MATERIAL FOR THIS TASK:
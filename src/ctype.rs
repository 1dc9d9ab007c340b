//! Compression plug-point (C4): a pair of capabilities, compress and
//! decompress, selected by a folder's declared [`CompressionType`]. The
//! only variant this core actually implements is `None` (pass-through
//! "Store" mode); the others are parsed and preserved faithfully so a
//! folder using them can still be inspected, but any attempt to read or
//! write their data fails with [`CabError::UnsupportedCompression`].

use crate::error::{CabError, Result};

const CTYPE_NONE: u16 = 0x0;
const CTYPE_MSZIP: u16 = 0x1;
const CTYPE_QUANTUM: u16 = 0x2;
const CTYPE_LZX: u16 = 0x3;
const CTYPE_BAD: u16 = 0xf;

/// The compression scheme a folder declares for its data blocks.
#[derive(Clone, Copy, Debug, Hash, Eq, PartialEq)]
pub enum CompressionType {
    /// No compression ("Store" mode): compressed length == uncompressed
    /// length.
    None,
    /// MSZIP compression, as described in MS-MCI. Parsed, not implemented.
    MsZip,
    /// Quantum compression, as described in MS-MCI. Parsed, not
    /// implemented.
    Quantum,
    /// LZX compression, as described in MS-PATCH. Parsed, not
    /// implemented.
    Lzx,
    /// An explicitly-reserved "bad" compression type value.
    Bad,
}

impl CompressionType {
    /// Low nibble of the on-disk `typeCompress` field selects the scheme;
    /// the remaining bits are scheme-specific parameters this core never
    /// needs, since it never decodes anything but `None`.
    pub(crate) fn from_bitfield(bits: u16) -> Result<CompressionType> {
        match bits & 0x000f {
            CTYPE_NONE => Ok(CompressionType::None),
            CTYPE_MSZIP => Ok(CompressionType::MsZip),
            CTYPE_QUANTUM => Ok(CompressionType::Quantum),
            CTYPE_LZX => Ok(CompressionType::Lzx),
            CTYPE_BAD => Ok(CompressionType::Bad),
            other => Err(CabError::invalid_data(format!(
                "invalid compression type: 0x{other:04x}"
            ))),
        }
    }

    pub(crate) fn to_bitfield(self) -> u16 {
        match self {
            CompressionType::None => CTYPE_NONE,
            CompressionType::MsZip => CTYPE_MSZIP,
            CompressionType::Quantum => CTYPE_QUANTUM,
            CompressionType::Lzx => CTYPE_LZX,
            CompressionType::Bad => CTYPE_BAD,
        }
    }

    fn name(self) -> &'static str {
        match self {
            CompressionType::None => "None",
            CompressionType::MsZip => "MsZip",
            CompressionType::Quantum => "Quantum",
            CompressionType::Lzx => "Lzx",
            CompressionType::Bad => "Bad",
        }
    }

    /// Looks up the decompressor for this folder's declared scheme.
    pub(crate) fn into_decompressor(self, folder_index: u16) -> Result<Codec> {
        match self {
            CompressionType::None => Ok(Codec::Identity),
            other => Err(CabError::UnsupportedCompression {
                folder_index,
                ctype: other.name().to_string(),
            }),
        }
    }

    /// Looks up the compressor for this folder's declared scheme.
    pub(crate) fn into_compressor(self, folder_index: u16) -> Result<Codec> {
        self.into_decompressor(folder_index)
    }
}

/// The registry of compression capabilities. Identity is the only
/// implemented variant; [`CompressionType::into_decompressor`] and
/// [`CompressionType::into_compressor`] are the only ways to obtain one,
/// and they reject every other scheme.
pub(crate) enum Codec {
    Identity,
}

impl Codec {
    pub(crate) fn decompress(&mut self, data: Vec<u8>, _uncompressed_size: usize) -> Vec<u8> {
        match self {
            Codec::Identity => data,
        }
    }

    pub(crate) fn compress(&mut self, data: Vec<u8>) -> Vec<u8> {
        match self {
            Codec::Identity => data,
        }
    }
}

#[cfg(test)]
mod tests {
    use super::CompressionType;

    #[test]
    fn compression_type_round_trips_bitfield() {
        for (ctype, bits) in [
            (CompressionType::None, 0x0),
            (CompressionType::MsZip, 0x1),
            (CompressionType::Quantum, 0x2),
            (CompressionType::Lzx, 0x3),
            (CompressionType::Bad, 0xf),
        ] {
            assert_eq!(ctype.to_bitfield(), bits);
            assert_eq!(CompressionType::from_bitfield(bits).unwrap(), ctype);
        }
    }

    #[test]
    fn unknown_compression_type_is_rejected() {
        assert!(CompressionType::from_bitfield(0x7).is_err());
    }

    #[test]
    fn only_none_yields_a_usable_codec() {
        assert!(CompressionType::None.into_decompressor(0).is_ok());
        assert!(CompressionType::MsZip.into_decompressor(0).is_err());
        assert!(CompressionType::Quantum.into_decompressor(0).is_err());
        assert!(CompressionType::Lzx.into_decompressor(0).is_err());
        assert!(CompressionType::Bad.into_decompressor(0).is_err());
    }
}
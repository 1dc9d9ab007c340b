//! Public management façade (C8).
//!
//! A thin layer over the codec: group a batch of requests by cabinet path,
//! drive [`Cabinet`] through them in order, save once per cabinet if
//! anything mutated it, and report [`Event`]s as it goes. Codec errors are
//! wrapped in [`CabFailure`] with the cabinet path attached; a
//! [`CabError::Cancelled`] is re-thrown unchanged rather than wrapped.

use std::path::{Path, PathBuf};

use thiserror::Error;

use crate::cabinet::Cabinet;
use crate::ctype::CompressionType;
use crate::error::CabError;
use crate::progress::CancelToken;

/// One operation to perform against a named cabinet.
#[derive(Debug, Clone)]
pub enum Request {
    AddFile { cab_path: PathBuf, source_path: PathBuf, rel_path: String },
    Extract { cab_path: PathBuf, rel_path: String, dest_path: PathBuf },
    Delete { cab_path: PathBuf, rel_path: String },
    Move { cab_path: PathBuf, old_rel_path: String, new_rel_path: String },
}

impl Request {
    fn cab_path(&self) -> &Path {
        match self {
            Request::AddFile { cab_path, .. }
            | Request::Extract { cab_path, .. }
            | Request::Delete { cab_path, .. }
            | Request::Move { cab_path, .. } => cab_path,
        }
    }

}

/// A progress or completion notification emitted while a batch runs.
#[derive(Debug, Clone)]
pub enum Event {
    /// One request against one cabinet finished; `processed` is `false`
    /// for a no-op delete/move/extract that found nothing to do.
    FileProcessed { cab_path: PathBuf, rel_path: String, processed: bool },
    /// Bytes moved for the named file during an add/extract/save.
    Progress { cab_path: PathBuf, rel_path: String, bytes_done: u64, cumulative_bytes_done: u64 },
    /// Every request for this cabinet has been applied (and saved, if any
    /// request mutated it), even if some were no-ops.
    CabinetCompleted { cab_path: PathBuf },
}

/// A codec error that occurred while processing a particular cabinet.
#[derive(Debug, Error)]
#[error("{}: {source}", cab_path.display())]
pub struct CabFailure {
    pub cab_path: PathBuf,
    #[source]
    pub source: CabError,
}

/// Either a genuine failure (wrapped with its cabinet path) or a
/// cancellation, propagated unchanged.
#[derive(Debug, Error)]
pub enum ManagerError {
    #[error("operation cancelled")]
    Cancelled,
    #[error(transparent)]
    Failure(#[from] CabFailure),
}

fn wrap(cab_path: &Path, err: CabError) -> ManagerError {
    match err {
        CabError::Cancelled => ManagerError::Cancelled,
        other => ManagerError::Failure(CabFailure { cab_path: cab_path.to_path_buf(), source: other }),
    }
}

/// Runs a batch of requests, grouped by cabinet path in first-seen order.
pub fn run_batch(
    requests: Vec<Request>,
    compression_type: CompressionType,
    cancel: &CancelToken,
    mut on_event: impl FnMut(Event),
) -> Result<(), ManagerError> {
    let mut groups: Vec<(PathBuf, Vec<Request>)> = Vec::new();
    for request in requests {
        let path = request.cab_path().to_path_buf();
        match groups.iter_mut().find(|(p, _)| *p == path) {
            Some((_, reqs)) => reqs.push(request),
            None => groups.push((path, vec![request])),
        }
    }

    let mut cumulative_bytes_done = 0u64;
    for (cab_path, group) in groups {
        cancel.check().map_err(|e| wrap(&cab_path, e))?;
        let needs_create = !cab_path.exists();
        let has_add = group.iter().any(|r| matches!(r, Request::AddFile { .. }));
        if needs_create && !has_add {
            continue;
        }

        let mut cabinet = if needs_create {
            Cabinet::create(cab_path.clone())
        } else {
            Cabinet::open(cab_path.clone()).map_err(|e| wrap(&cab_path, e))?
        };

        let mut mutated = false;
        for request in &group {
            let rel_path = match request {
                Request::AddFile { source_path, rel_path, .. } => {
                    cabinet.add_external_file(source_path, rel_path.clone()).map_err(|e| wrap(&cab_path, e))?;
                    mutated = true;
                    rel_path.clone()
                }
                Request::Extract { rel_path, dest_path, .. } => {
                    let cab_path_for_progress = cab_path.clone();
                    let mut last_done = 0u64;
                    let processed = cabinet
                        .extract_to_file(
                            rel_path,
                            dest_path,
                            |path, done| {
                                cumulative_bytes_done += done.saturating_sub(last_done);
                                last_done = done;
                                on_event(Event::Progress {
                                    cab_path: cab_path_for_progress.clone(),
                                    rel_path: path.to_string(),
                                    bytes_done: done,
                                    cumulative_bytes_done,
                                });
                            },
                            cancel,
                        )
                        .map_err(|e| wrap(&cab_path, e))?;
                    if !processed {
                        tracing::warn!(rel_path = %rel_path, "batch: extract found nothing to do");
                    }
                    on_event(Event::FileProcessed { cab_path: cab_path.clone(), rel_path: rel_path.clone(), processed });
                    continue;
                }
                Request::Delete { rel_path, .. } => {
                    let processed = cabinet.delete_file(rel_path).map_err(|e| wrap(&cab_path, e))?;
                    if !processed {
                        tracing::warn!(rel_path = %rel_path, "batch: delete found nothing to do");
                    }
                    mutated = mutated || processed;
                    on_event(Event::FileProcessed { cab_path: cab_path.clone(), rel_path: rel_path.clone(), processed });
                    continue;
                }
                Request::Move { old_rel_path, new_rel_path, .. } => {
                    let processed = cabinet.move_file(old_rel_path, new_rel_path).map_err(|e| wrap(&cab_path, e))?;
                    if !processed {
                        tracing::warn!(rel_path = %old_rel_path, "batch: move found nothing to do");
                    }
                    mutated = mutated || processed;
                    on_event(Event::FileProcessed { cab_path: cab_path.clone(), rel_path: new_rel_path.clone(), processed });
                    continue;
                }
            };
            on_event(Event::FileProcessed { cab_path: cab_path.clone(), rel_path, processed: true });
        }

        if mutated {
            let cab_path_for_progress = cab_path.clone();
            let mut last: Option<(String, u64)> = None;
            cabinet
                .save(
                    compression_type,
                    |path, done| {
                        let prev = match &last {
                            Some((p, done)) if p == path => *done,
                            _ => 0,
                        };
                        cumulative_bytes_done += done.saturating_sub(prev);
                        last = Some((path.to_string(), done));
                        on_event(Event::Progress {
                            cab_path: cab_path_for_progress.clone(),
                            rel_path: path.to_string(),
                            bytes_done: done,
                            cumulative_bytes_done,
                        });
                    },
                    cancel,
                )
                .map_err(|e| wrap(&cab_path, e))?;
        }
        on_event(Event::CabinetCompleted { cab_path });
    }
    Ok(())
}
pub use self::{
    account::{Account, AccountError, AccountNumber, AccountSequence, AccountSummary, AGENCY},
    client::{Address, Client, ClientId, Profile, ProfileError},
    command::{Command, CommandType},
    directory::{Directory, DirectoryError},
    ledger::Ledger,
    policy::{can_withdraw, WithdrawalLimits, WithdrawalOutcome},
    statement::{Statement, StatementLine},
    transaction::{Operation, Transaction, TransactionKind},
};

mod account;
mod client;
mod command;
mod directory;
mod ledger;
mod policy;
mod statement;
mod transaction;
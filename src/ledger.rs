use chrono::Local;
use rust_decimal::Decimal;

use crate::{Transaction, TransactionKind};

/// The number of decimal places the balance is rounded to after every step
pub const BALANCE_SCALE: u32 = 2;

/// An append-only record of the transactions of one account
///
/// The ledger keeps no running balance. The balance is always derived from
/// the recorded transactions, see [`Ledger::balance`].
#[derive(Clone, Debug, Default)]
pub struct Ledger {
    entries: Vec<Transaction>,
}

impl Ledger {
    /// Creates a new, empty ledger
    pub fn new() -> Self {
        Self { entries: Vec::new() }
    }

    /// Records a transaction stamped with the current local time
    ///
    /// The amount is not validated here, callers have to make sure it is
    /// positive and permitted.
    pub fn append(&mut self, amount: Decimal, kind: TransactionKind) -> &Transaction {
        let index = self.entries.len();
        self.entries.push(Transaction::new(kind, amount, Local::now()));

        &self.entries[index]
    }

    /// The current balance
    ///
    /// The signed amounts are summed up in insertion order and the running
    /// sum is rounded to two decimal places after each addition.
    pub fn balance(&self) -> Decimal {
        self.entries
            .iter()
            .fold(Decimal::ZERO, |balance, entry| {
                (balance + entry.signed_amount()).round_dp(BALANCE_SCALE)
            })
    }

    /// All transactions in the order they were recorded
    pub fn entries(&self) -> std::slice::Iter<'_, Transaction> {
        self.entries.iter()
    }

    /// The number of recorded withdrawals
    pub fn withdrawal_count(&self) -> usize {
        self.entries
            .iter()
            .filter(|entry| entry.kind() == TransactionKind::Withdrawal)
            .count()
    }

    pub fn len(&self) -> usize {
        self.entries.len()
    }

    pub fn is_empty(&self) -> bool {
        self.entries.is_empty()
    }
}

impl<'a> IntoIterator for &'a Ledger {
    type Item = &'a Transaction;
    type IntoIter = std::slice::Iter<'a, Transaction>;

    fn into_iter(self) -> Self::IntoIter {
        self.entries()
    }
}

#[cfg(test)]
mod tests {
    use proptest::prelude::*;
    use rust_decimal_macros::dec;

    use super::*;

    #[test]
    fn empty_balance_is_zero() {
        let ledger = Ledger::new();

        assert_eq!(ledger.balance(), dec!(0.00));
        assert!(ledger.is_empty());
        assert_eq!(ledger.entries().count(), 0);
    }

    #[test]
    fn balance_nets_deposits_and_withdrawals() {
        let mut ledger = Ledger::new();
        ledger.append(dec!(100.00), TransactionKind::Deposit);
        ledger.append(dec!(30.25), TransactionKind::Withdrawal);
        ledger.append(dec!(0.75), TransactionKind::Deposit);

        assert_eq!(ledger.balance(), dec!(70.50));
        assert_eq!(ledger.withdrawal_count(), 1);
        assert_eq!(ledger.len(), 3);
    }

    #[test]
    fn balance_rounds_after_every_step() {
        let mut ledger = Ledger::new();
        ledger.append(dec!(0.005), TransactionKind::Deposit);
        ledger.append(dec!(0.005), TransactionKind::Deposit);

        // rounding only the final sum would yield 0.01
        assert_eq!(ledger.balance(), dec!(0.00));
    }

    #[test]
    fn entries_keep_insertion_order() {
        let mut ledger = Ledger::new();
        ledger.append(dec!(1), TransactionKind::Deposit);
        ledger.append(dec!(2), TransactionKind::Withdrawal);
        ledger.append(dec!(3), TransactionKind::Deposit);

        let amounts = ledger.entries().map(Transaction::amount).collect::<Vec<_>>();
        assert_eq!(amounts, vec![dec!(1), dec!(2), dec!(3)]);

        // the view can be restarted
        let again = (&ledger).into_iter().map(Transaction::amount).collect::<Vec<_>>();
        assert_eq!(amounts, again);
    }

    proptest! {
        #[test]
        fn deposit_balance_matches_stepwise_sum(mills in prop::collection::vec(1u32..1_000_000, 0..50)) {
            let mut ledger = Ledger::new();
            let mut expected = Decimal::ZERO;

            for mill in mills {
                let amount = Decimal::new(i64::from(mill), 3);
                ledger.append(amount, TransactionKind::Deposit);
                expected = (expected + amount).round_dp(2);
            }

            prop_assert_eq!(ledger.balance(), expected);
        }
    }
}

TASK DESCRIPTION:
Look above for the line with "can be restarted" and the line with "ledger.append(amount, TransactionKind::Deposit);". Retype those two lines and every line between them exactly, adding nothing.

EXERCISE OUTPUT:
        // the view can be restarted
        let again = (&ledger).into_iter().map(Transaction::amount).collect::<Vec<_>>();
        assert_eq!(amounts, again);
    }

    proptest! {
        #[test]
        fn deposit_balance_matches_stepwise_sum(mills in prop::collection::vec(1u32..1_000_000, 0..50)) {
            let mut ledger = Ledger::new();
            let mut expected = Decimal::ZERO;

            for mill in mills {
                let amount = Decimal::new(i64::from(mill), 3);
                ledger.append(amount, TransactionKind::Deposit);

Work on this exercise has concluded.